> [Exercise]: Repeat the data exactly as it appears.

> [Given records]:
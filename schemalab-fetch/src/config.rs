//! Fetch request configuration.

use crate::error::FetchError;
use indexmap::IndexMap;
use serde::{Deserialize, Serialize};
use std::fmt;
use std::time::Duration;
use url::Url;

/// HTTP method of a fetch request.
#[derive(Debug, Clone, Copy, Default, PartialEq, Eq, Hash, Serialize, Deserialize)]
#[serde(rename_all = "UPPERCASE")]
pub enum HttpMethod {
    /// GET
    #[default]
    Get,
    /// POST
    Post,
    /// PUT
    Put,
    /// PATCH
    Patch,
    /// DELETE
    Delete,
}

impl HttpMethod {
    /// Method name as sent on the wire.
    #[must_use]
    pub fn as_str(self) -> &'static str {
        match self {
            Self::Get => "GET",
            Self::Post => "POST",
            Self::Put => "PUT",
            Self::Patch => "PATCH",
            Self::Delete => "DELETE",
        }
    }

    /// Whether a request body is sent with this method.
    #[must_use]
    pub fn allows_body(self) -> bool {
        !matches!(self, Self::Get)
    }
}

impl fmt::Display for HttpMethod {
    fn fmt(&self, f: &mut fmt::Formatter<'_>) -> fmt::Result {
        f.write_str(self.as_str())
    }
}

impl From<HttpMethod> for reqwest::Method {
    fn from(method: HttpMethod) -> Self {
        match method {
            HttpMethod::Get => reqwest::Method::GET,
            HttpMethod::Post => reqwest::Method::POST,
            HttpMethod::Put => reqwest::Method::PUT,
            HttpMethod::Patch => reqwest::Method::PATCH,
            HttpMethod::Delete => reqwest::Method::DELETE,
        }
    }
}

/// A request that resolves a fetch input into text.
#[derive(Debug, Clone, Default, PartialEq, Eq, Serialize, Deserialize)]
pub struct FetchRequestConfig {
    /// Target URL.
    pub url: String,
    /// HTTP method.
    #[serde(default)]
    pub method: HttpMethod,
    /// Request headers, in insertion order.
    #[serde(default)]
    pub headers: IndexMap<String, String>,
    /// Request body; ignored for GET.
    #[serde(skip_serializing_if = "Option::is_none")]
    pub body: Option<String>,
    /// Abort the request after this many milliseconds.
    #[serde(skip_serializing_if = "Option::is_none")]
    pub timeout_ms: Option<u64>,
}

impl FetchRequestConfig {
    /// Create a request for the given URL and method.
    pub fn new(url: impl Into<String>, method: HttpMethod) -> Self {
        Self {
            url: url.into(),
            method,
            ..Self::default()
        }
    }

    /// Create a GET request.
    pub fn get(url: impl Into<String>) -> Self {
        Self::new(url, HttpMethod::Get)
    }

    /// Add a header.
    #[must_use]
    pub fn with_header(mut self, name: impl Into<String>, value: impl Into<String>) -> Self {
        self.headers.insert(name.into(), value.into());
        self
    }

    /// Set the body.
    #[must_use]
    pub fn with_body(mut self, body: impl Into<String>) -> Self {
        self.body = Some(body.into());
        self
    }

    /// Set the timeout.
    #[must_use]
    pub fn with_timeout_ms(mut self, timeout_ms: u64) -> Self {
        self.timeout_ms = Some(timeout_ms);
        self
    }

    /// Timeout as a duration, if one is set.
    #[must_use]
    pub fn timeout(&self) -> Option<Duration> {
        self.timeout_ms.map(Duration::from_millis)
    }

    /// Headers that will actually be sent: blank names or values are dropped.
    pub fn effective_headers(&self) -> impl Iterator<Item = (&str, &str)> {
        self.headers
            .iter()
            .map(|(k, v)| (k.trim(), v.trim()))
            .filter(|(k, v)| !k.is_empty() && !v.is_empty())
    }

    /// Body that will actually be sent.
    #[must_use]
    pub fn effective_body(&self) -> Option<&str> {
        self.body
            .as_deref()
            .filter(|b| self.method.allows_body() && !b.is_empty())
    }

    /// Check and parse the URL.
    ///
    /// # Errors
    ///
    /// [`FetchError::MissingUrl`] for a blank URL, [`FetchError::InvalidUrl`]
    /// when it does not parse.
    pub fn parsed_url(&self) -> Result<Url, FetchError> {
        let url = self.url.trim();
        if url.is_empty() {
            return Err(FetchError::MissingUrl);
        }
        Url::parse(url).map_err(|e| FetchError::InvalidUrl {
            url: url.to_string(),
            reason: e.to_string(),
        })
    }
}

> [Task output]:
filename schemalab-fetch/src/config.rs
//! Fetch request configuration.

use crate::error::FetchError;
use indexmap::IndexMap;
use serde::{Deserialize, Serialize};
use std::fmt;
use std::time::Duration;
use url::Url;

/// HTTP method of a fetch request.
#[derive(Debug, Clone, Copy, Default, PartialEq, Eq, Hash, Serialize, Deserialize)]
#[serde(rename_all = "UPPERCASE")]
pub enum HttpMethod {
    /// GET
    #[default]
    Get,
    /// POST
    Post,
    /// PUT
    Put,
    /// PATCH
    Patch,
    /// DELETE
    Delete,
}

impl HttpMethod {
    /// Method name as sent on the wire.
    #[must_use]
    pub fn as_str(self) -> &'static str {
        match self {
            Self::Get => "GET",
            Self::Post => "POST",
            Self::Put => "PUT",
            Self::Patch => "PATCH",
            Self::Delete => "DELETE",
        }
    }

    /// Whether a request body is sent with this method.
    #[must_use]
    pub fn allows_body(self) -> bool {
        !matches!(self, Self::Get)
    }
}

impl fmt::Display for HttpMethod {
    fn fmt(&self, f: &mut fmt::Formatter<'_>) -> fmt::Result {
        f.write_str(self.as_str())
    }
}

impl From<HttpMethod> for reqwest::Method {
    fn from(method: HttpMethod) -> Self {
        match method {
            HttpMethod::Get => reqwest::Method::GET,
            HttpMethod::Post => reqwest::Method::POST,
            HttpMethod::Put => reqwest::Method::PUT,
            HttpMethod::Patch => reqwest::Method::PATCH,
            HttpMethod::Delete => reqwest::Method::DELETE,
        }
    }
}

/// A request that resolves a fetch input into text.
#[derive(Debug, Clone, Default, PartialEq, Eq, Serialize, Deserialize)]
pub struct FetchRequestConfig {
    /// Target URL.
    pub url: String,
    /// HTTP method.
    #[serde(default)]
    pub method: HttpMethod,
    /// Request headers, in insertion order.
    #[serde(default)]
    pub headers: IndexMap<String, String>,
    /// Request body; ignored for GET.
    #[serde(skip_serializing_if = "Option::is_none")]
    pub body: Option<String>,
    /// Abort the request after this many milliseconds.
    #[serde(skip_serializing_if = "Option::is_none")]
    pub timeout_ms: Option<u64>,
}

impl FetchRequestConfig {
    /// Create a request for the given URL and method.
    pub fn new(url: impl Into<String>, method: HttpMethod) -> Self {
        Self {
            url: url.into(),
            method,
            ..Self::default()
        }
    }

    /// Create a GET request.
    pub fn get(url: impl Into<String>) -> Self {
        Self::new(url, HttpMethod::Get)
    }

    /// Add a header.
    #[must_use]
    pub fn with_header(mut self, name: impl Into<String>, value: impl Into<String>) -> Self {
        self.headers.insert(name.into(), value.into());
        self
    }

    /// Set the body.
    #[must_use]
    pub fn with_body(mut self, body: impl Into<String>) -> Self {
        self.body = Some(body.into());
        self
    }

    /// Set the timeout.
    #[must_use]
    pub fn with_timeout_ms(mut self, timeout_ms: u64) -> Self {
        self.timeout_ms = Some(timeout_ms);
        self
    }

    /// Timeout as a duration, if one is set.
    #[must_use]
    pub fn timeout(&self) -> Option<Duration> {
        self.timeout_ms.map(Duration::from_millis)
    }

    /// Headers that will actually be sent: blank names or values are dropped.
    pub fn effective_headers(&self) -> impl Iterator<Item = (&str, &str)> {
        self.headers
            .iter()
            .map(|(k, v)| (k.trim(), v.trim()))
            .filter(|(k, v)| !k.is_empty() && !v.is_empty())
    }

    /// Body that will actually be sent.
    #[must_use]
    pub fn effective_body(&self) -> Option<&str> {
        self.body
            .as_deref()
            .filter(|b| self.method.allows_body() && !b.is_empty())
    }

    /// Check and parse the URL.
    ///
    /// # Errors
    ///
    /// [`FetchError::MissingUrl`] for a blank URL, [`FetchError::InvalidUrl`]
    /// when it does not parse.
    pub fn parsed_url(&self) -> Result<Url, FetchError> {
        let url = self.url.trim();
        if url.is_empty() {
            return Err(FetchError::MissingUrl);
        }
        Url::parse(url).map_err(|e| FetchError::InvalidUrl {
            url: url.to_string(),
            reason: e.to_string(),
        })
    }
}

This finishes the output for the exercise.